[PROBLEM STATEMENT]: Tell how many lines in the data below include the word "DateTime". The answer is the number only.

Stored data entries:

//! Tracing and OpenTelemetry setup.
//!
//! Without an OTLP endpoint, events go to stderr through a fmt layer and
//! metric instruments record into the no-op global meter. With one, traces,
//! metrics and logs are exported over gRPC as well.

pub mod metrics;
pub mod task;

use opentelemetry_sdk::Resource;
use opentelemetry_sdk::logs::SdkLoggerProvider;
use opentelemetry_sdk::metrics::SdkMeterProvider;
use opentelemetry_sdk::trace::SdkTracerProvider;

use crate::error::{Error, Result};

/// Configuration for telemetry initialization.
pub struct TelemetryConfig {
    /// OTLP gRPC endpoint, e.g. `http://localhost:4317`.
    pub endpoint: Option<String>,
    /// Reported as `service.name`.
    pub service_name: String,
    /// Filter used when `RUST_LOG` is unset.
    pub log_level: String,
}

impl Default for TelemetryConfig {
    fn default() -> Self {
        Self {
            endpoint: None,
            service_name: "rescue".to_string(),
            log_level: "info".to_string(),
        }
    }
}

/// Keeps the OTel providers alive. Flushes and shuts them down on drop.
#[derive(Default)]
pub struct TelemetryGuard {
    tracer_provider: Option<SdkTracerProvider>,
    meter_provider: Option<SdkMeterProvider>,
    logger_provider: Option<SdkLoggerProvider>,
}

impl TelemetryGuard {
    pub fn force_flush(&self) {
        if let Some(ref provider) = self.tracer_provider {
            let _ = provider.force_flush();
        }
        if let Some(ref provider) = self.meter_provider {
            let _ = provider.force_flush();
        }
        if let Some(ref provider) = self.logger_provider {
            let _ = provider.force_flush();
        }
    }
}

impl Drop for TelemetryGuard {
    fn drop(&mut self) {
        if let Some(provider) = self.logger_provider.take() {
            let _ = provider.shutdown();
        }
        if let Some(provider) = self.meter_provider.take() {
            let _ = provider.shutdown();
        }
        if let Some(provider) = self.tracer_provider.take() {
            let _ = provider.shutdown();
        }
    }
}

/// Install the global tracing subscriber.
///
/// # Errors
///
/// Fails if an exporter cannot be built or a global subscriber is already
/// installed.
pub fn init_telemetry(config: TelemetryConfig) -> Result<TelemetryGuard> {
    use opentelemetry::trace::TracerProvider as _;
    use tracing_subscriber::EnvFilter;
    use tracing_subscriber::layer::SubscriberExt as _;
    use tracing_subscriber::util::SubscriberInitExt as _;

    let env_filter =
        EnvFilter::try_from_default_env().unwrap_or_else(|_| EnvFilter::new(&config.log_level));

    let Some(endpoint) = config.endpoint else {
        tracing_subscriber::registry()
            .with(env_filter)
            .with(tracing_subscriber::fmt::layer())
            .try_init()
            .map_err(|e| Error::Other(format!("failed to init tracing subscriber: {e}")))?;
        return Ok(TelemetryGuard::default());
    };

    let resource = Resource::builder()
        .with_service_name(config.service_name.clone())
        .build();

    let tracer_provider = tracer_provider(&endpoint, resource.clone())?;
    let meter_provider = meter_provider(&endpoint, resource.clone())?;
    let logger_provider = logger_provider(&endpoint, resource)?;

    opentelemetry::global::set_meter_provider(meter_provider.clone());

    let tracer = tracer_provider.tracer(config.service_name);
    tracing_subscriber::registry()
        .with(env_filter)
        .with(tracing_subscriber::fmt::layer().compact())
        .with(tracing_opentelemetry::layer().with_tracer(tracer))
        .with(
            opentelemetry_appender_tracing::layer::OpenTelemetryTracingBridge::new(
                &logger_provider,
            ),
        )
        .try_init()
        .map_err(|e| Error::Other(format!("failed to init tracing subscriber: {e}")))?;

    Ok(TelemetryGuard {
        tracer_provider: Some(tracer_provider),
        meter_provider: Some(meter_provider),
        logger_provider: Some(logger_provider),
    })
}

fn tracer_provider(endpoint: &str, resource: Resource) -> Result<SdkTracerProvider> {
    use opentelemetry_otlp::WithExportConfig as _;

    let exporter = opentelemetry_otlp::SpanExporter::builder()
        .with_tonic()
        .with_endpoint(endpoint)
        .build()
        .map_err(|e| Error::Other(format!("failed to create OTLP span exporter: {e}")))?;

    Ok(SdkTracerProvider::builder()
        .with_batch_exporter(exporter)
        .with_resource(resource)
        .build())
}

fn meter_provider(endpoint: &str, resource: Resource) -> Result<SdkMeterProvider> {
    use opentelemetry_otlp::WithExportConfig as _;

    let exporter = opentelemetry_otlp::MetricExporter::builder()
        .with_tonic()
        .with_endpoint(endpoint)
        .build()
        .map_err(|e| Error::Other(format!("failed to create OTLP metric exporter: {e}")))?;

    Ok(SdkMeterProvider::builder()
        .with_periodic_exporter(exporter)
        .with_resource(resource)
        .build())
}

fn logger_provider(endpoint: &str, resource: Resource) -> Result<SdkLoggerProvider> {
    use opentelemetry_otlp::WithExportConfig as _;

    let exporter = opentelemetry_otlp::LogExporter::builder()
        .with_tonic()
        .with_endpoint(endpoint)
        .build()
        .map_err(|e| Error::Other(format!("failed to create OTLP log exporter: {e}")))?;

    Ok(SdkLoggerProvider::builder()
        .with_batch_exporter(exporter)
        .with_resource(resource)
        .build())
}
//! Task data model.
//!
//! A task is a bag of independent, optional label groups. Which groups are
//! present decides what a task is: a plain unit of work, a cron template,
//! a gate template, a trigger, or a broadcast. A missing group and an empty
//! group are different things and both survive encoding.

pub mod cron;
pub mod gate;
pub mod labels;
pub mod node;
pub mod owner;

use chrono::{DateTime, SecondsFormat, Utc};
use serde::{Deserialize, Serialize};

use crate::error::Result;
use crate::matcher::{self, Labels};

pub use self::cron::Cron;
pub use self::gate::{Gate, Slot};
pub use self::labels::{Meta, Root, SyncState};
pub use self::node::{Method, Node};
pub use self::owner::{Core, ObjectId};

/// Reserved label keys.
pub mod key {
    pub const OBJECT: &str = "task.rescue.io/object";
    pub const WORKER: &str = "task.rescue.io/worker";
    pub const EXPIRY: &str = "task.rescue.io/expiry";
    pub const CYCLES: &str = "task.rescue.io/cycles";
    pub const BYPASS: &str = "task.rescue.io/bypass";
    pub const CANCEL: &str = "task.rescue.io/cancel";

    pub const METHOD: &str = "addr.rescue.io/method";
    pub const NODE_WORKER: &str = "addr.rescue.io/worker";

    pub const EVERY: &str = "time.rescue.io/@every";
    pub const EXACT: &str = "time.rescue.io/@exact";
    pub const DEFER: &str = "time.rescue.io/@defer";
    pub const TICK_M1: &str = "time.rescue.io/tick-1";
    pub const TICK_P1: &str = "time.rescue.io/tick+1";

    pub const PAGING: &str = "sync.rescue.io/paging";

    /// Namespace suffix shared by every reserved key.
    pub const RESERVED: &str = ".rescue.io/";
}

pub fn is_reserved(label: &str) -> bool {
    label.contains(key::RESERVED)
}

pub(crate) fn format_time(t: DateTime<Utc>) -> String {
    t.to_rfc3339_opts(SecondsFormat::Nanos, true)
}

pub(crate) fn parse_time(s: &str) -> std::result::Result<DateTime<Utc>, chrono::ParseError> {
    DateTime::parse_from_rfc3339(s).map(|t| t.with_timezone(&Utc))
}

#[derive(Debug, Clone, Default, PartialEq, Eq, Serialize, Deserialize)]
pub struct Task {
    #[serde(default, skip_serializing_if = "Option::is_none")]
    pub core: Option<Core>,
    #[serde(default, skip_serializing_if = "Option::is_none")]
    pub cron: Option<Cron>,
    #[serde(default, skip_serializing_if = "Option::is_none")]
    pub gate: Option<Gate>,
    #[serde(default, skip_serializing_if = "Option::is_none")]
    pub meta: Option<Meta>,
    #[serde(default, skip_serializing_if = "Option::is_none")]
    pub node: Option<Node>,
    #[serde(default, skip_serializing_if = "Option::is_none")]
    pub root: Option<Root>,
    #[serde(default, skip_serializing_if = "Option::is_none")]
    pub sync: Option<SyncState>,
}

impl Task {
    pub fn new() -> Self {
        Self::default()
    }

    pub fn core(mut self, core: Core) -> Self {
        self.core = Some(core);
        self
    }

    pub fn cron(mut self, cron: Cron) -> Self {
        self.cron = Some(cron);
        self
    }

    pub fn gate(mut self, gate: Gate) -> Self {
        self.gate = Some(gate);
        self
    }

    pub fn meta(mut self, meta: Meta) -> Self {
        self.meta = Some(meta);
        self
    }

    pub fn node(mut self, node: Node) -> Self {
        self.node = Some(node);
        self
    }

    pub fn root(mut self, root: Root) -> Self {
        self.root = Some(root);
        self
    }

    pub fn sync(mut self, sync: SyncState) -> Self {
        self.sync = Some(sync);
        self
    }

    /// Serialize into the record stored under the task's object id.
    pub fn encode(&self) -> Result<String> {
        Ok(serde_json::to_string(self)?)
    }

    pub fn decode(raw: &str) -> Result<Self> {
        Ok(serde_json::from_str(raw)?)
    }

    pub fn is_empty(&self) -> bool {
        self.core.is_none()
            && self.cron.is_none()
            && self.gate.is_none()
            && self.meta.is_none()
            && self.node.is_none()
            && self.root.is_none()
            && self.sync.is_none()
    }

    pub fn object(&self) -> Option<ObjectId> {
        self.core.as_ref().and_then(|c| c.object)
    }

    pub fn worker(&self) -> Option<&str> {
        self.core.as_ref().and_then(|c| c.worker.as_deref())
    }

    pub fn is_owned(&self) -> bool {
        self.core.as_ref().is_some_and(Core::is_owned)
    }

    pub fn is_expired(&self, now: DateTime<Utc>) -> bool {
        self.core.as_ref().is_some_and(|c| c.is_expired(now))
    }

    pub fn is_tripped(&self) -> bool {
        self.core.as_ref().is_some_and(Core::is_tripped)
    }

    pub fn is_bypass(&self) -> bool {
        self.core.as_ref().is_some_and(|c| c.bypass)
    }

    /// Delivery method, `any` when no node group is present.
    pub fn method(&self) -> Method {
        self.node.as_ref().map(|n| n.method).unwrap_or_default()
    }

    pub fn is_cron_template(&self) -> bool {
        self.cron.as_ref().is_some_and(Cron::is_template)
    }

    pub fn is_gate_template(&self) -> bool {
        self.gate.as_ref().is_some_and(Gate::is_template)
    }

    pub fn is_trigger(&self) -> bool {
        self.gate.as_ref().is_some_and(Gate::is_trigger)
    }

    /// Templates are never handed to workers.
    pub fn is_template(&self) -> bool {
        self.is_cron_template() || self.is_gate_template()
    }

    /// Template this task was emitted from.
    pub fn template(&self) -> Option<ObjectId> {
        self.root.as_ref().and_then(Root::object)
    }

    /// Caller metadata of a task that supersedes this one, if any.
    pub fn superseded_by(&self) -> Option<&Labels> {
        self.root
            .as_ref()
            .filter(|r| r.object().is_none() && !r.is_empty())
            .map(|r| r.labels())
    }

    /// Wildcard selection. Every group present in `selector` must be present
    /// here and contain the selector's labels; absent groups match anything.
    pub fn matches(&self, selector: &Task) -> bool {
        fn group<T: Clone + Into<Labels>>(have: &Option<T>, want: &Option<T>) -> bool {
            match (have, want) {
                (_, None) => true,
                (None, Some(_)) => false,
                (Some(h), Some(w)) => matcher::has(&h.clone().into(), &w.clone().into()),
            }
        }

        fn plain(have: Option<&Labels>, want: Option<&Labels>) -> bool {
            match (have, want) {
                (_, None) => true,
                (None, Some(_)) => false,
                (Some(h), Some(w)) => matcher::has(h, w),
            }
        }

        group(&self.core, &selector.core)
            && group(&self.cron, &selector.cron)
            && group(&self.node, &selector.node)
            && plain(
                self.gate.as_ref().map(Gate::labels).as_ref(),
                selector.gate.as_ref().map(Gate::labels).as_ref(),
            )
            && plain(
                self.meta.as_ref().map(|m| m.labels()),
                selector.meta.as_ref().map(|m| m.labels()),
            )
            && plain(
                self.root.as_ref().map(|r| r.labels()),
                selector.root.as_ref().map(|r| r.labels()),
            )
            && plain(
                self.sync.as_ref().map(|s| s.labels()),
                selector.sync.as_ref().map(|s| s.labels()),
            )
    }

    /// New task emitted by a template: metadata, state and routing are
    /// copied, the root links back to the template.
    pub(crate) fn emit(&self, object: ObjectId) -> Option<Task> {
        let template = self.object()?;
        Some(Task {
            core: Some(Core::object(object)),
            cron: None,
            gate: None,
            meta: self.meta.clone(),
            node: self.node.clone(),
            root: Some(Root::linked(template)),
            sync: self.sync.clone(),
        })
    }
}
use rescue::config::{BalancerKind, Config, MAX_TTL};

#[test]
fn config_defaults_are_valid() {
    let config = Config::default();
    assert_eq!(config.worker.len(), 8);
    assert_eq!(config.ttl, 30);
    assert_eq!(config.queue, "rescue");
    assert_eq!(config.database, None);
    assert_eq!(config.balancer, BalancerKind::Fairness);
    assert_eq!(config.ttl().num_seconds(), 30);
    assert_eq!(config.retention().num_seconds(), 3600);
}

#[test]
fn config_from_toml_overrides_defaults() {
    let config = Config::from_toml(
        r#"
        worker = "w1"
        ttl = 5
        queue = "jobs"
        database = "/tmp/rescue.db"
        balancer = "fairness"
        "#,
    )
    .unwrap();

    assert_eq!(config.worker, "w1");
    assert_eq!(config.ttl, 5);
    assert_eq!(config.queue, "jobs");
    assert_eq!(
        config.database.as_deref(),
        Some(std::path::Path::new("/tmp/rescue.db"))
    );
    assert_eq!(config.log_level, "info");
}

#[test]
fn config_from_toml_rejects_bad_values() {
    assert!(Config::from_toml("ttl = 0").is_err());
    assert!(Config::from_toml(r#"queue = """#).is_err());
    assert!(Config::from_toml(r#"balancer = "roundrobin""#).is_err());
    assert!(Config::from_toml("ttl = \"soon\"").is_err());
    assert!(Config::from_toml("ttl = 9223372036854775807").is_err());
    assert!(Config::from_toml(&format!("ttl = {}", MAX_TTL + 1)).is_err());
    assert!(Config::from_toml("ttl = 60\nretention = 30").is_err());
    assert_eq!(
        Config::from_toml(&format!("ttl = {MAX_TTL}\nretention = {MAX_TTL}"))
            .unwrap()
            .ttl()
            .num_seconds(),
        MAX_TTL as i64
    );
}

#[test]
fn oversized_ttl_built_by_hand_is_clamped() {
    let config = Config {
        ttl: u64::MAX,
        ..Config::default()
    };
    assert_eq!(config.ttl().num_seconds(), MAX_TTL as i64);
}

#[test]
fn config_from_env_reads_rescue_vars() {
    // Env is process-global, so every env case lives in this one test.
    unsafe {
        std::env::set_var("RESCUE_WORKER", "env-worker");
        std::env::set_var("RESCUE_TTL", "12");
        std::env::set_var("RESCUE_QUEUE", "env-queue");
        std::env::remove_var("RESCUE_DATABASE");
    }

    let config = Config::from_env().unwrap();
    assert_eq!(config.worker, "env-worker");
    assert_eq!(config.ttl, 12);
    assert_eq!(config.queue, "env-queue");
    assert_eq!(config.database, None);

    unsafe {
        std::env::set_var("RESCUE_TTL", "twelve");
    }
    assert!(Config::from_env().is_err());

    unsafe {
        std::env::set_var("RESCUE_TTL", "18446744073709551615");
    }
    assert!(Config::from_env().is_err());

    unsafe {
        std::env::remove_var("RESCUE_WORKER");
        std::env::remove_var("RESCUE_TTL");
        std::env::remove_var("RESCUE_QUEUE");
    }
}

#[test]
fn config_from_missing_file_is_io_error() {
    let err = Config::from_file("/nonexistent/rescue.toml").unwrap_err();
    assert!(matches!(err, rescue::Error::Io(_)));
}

[EXERCISE ANSWER]: 5